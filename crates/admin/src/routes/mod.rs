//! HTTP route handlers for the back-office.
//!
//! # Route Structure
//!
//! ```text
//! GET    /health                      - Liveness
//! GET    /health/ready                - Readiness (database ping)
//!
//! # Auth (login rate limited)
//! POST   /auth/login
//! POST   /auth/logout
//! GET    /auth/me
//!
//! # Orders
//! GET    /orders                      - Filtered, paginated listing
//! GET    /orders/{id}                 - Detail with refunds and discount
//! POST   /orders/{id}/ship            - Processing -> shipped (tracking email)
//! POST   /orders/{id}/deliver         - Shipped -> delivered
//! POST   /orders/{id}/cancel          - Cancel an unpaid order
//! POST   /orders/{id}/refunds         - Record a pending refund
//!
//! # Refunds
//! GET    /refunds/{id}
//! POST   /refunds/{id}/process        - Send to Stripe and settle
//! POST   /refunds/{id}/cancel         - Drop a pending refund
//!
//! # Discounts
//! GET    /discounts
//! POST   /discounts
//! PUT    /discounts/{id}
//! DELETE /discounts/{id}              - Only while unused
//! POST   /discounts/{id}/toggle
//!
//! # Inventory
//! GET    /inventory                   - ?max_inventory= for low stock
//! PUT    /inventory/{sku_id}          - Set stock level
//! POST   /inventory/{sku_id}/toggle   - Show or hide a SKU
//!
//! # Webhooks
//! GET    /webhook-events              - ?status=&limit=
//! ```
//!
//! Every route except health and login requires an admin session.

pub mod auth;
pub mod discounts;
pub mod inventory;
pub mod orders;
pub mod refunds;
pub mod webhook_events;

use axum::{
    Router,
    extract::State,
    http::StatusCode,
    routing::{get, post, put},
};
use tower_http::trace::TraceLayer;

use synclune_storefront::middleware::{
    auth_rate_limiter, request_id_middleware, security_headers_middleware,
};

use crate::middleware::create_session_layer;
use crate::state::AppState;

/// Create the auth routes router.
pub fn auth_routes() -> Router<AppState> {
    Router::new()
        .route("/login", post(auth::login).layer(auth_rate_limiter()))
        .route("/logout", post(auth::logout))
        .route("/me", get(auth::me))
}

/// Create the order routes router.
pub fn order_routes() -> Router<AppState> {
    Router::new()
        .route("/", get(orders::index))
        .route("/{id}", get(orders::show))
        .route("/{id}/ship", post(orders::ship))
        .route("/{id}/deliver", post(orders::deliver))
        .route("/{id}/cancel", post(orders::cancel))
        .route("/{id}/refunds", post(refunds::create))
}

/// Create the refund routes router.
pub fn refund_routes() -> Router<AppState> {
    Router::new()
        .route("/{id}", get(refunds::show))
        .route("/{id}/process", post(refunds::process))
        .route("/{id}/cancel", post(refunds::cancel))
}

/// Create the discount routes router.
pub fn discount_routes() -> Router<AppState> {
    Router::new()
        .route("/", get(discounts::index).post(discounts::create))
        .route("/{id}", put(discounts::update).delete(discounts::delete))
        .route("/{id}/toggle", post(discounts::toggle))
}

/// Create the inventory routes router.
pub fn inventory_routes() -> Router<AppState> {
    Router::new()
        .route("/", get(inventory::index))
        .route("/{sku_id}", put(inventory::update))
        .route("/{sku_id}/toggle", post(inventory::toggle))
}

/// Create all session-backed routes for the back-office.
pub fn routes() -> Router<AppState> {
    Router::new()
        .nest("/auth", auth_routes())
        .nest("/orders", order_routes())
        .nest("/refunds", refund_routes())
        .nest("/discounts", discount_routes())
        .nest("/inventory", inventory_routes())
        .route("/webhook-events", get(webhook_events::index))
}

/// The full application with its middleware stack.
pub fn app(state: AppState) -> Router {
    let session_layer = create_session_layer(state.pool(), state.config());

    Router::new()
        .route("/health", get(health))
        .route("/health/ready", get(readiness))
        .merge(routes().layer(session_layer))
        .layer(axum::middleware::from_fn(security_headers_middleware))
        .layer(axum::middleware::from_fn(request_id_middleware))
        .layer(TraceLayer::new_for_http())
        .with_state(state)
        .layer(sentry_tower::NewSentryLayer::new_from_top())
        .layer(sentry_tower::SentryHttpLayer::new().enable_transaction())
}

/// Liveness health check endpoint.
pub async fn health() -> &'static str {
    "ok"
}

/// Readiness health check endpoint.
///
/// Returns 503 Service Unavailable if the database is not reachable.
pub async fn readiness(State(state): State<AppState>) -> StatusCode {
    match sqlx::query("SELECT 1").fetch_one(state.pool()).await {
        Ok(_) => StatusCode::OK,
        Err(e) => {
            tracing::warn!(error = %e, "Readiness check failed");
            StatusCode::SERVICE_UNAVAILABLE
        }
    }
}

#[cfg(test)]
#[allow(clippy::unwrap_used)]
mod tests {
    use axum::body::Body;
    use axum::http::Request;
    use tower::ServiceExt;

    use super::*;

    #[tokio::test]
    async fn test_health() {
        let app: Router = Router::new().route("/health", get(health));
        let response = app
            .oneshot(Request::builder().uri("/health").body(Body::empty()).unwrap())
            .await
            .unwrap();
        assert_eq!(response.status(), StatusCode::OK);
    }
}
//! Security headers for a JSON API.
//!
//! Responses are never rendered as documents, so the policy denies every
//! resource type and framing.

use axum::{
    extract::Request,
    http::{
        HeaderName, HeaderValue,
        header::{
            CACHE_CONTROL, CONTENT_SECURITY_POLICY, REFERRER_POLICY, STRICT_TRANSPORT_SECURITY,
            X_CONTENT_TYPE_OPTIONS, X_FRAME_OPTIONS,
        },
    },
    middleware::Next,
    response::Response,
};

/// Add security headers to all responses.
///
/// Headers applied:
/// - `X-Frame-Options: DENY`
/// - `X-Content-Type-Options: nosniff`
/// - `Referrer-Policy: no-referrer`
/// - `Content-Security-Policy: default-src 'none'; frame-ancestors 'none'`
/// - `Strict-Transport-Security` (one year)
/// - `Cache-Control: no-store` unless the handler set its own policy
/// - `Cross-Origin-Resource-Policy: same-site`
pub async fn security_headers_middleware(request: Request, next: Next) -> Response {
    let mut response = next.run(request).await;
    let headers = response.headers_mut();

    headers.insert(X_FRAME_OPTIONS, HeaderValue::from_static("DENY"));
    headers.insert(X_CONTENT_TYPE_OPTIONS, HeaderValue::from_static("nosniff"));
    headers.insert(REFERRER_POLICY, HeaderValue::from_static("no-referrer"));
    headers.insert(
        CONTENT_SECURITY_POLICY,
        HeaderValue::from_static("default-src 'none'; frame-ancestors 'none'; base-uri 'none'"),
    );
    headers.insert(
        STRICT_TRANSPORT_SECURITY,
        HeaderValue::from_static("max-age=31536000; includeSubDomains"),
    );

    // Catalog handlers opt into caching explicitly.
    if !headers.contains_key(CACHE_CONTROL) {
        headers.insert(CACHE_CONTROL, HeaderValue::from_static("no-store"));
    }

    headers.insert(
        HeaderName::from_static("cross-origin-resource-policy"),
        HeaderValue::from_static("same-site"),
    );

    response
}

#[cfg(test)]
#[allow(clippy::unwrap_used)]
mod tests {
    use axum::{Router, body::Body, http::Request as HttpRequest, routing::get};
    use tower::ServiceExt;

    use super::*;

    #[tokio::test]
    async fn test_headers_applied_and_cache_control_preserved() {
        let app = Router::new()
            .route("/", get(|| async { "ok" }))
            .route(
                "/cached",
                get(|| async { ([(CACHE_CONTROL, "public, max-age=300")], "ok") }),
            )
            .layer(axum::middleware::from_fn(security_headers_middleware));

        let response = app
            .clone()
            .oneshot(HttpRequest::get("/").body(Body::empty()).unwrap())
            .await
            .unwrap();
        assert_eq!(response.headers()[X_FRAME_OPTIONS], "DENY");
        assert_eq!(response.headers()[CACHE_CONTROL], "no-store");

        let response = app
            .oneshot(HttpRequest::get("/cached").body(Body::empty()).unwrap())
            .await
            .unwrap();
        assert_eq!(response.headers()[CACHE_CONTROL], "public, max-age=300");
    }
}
--*--
**Task directions**. When a line in the listing above holds the word "nest", copy it.

**The answer**.
        .nest("/auth", auth_routes())
        .nest("/orders", order_routes())
        .nest("/refunds", refund_routes())
        .nest("/discounts", discount_routes())
        .nest("/inventory", inventory_routes())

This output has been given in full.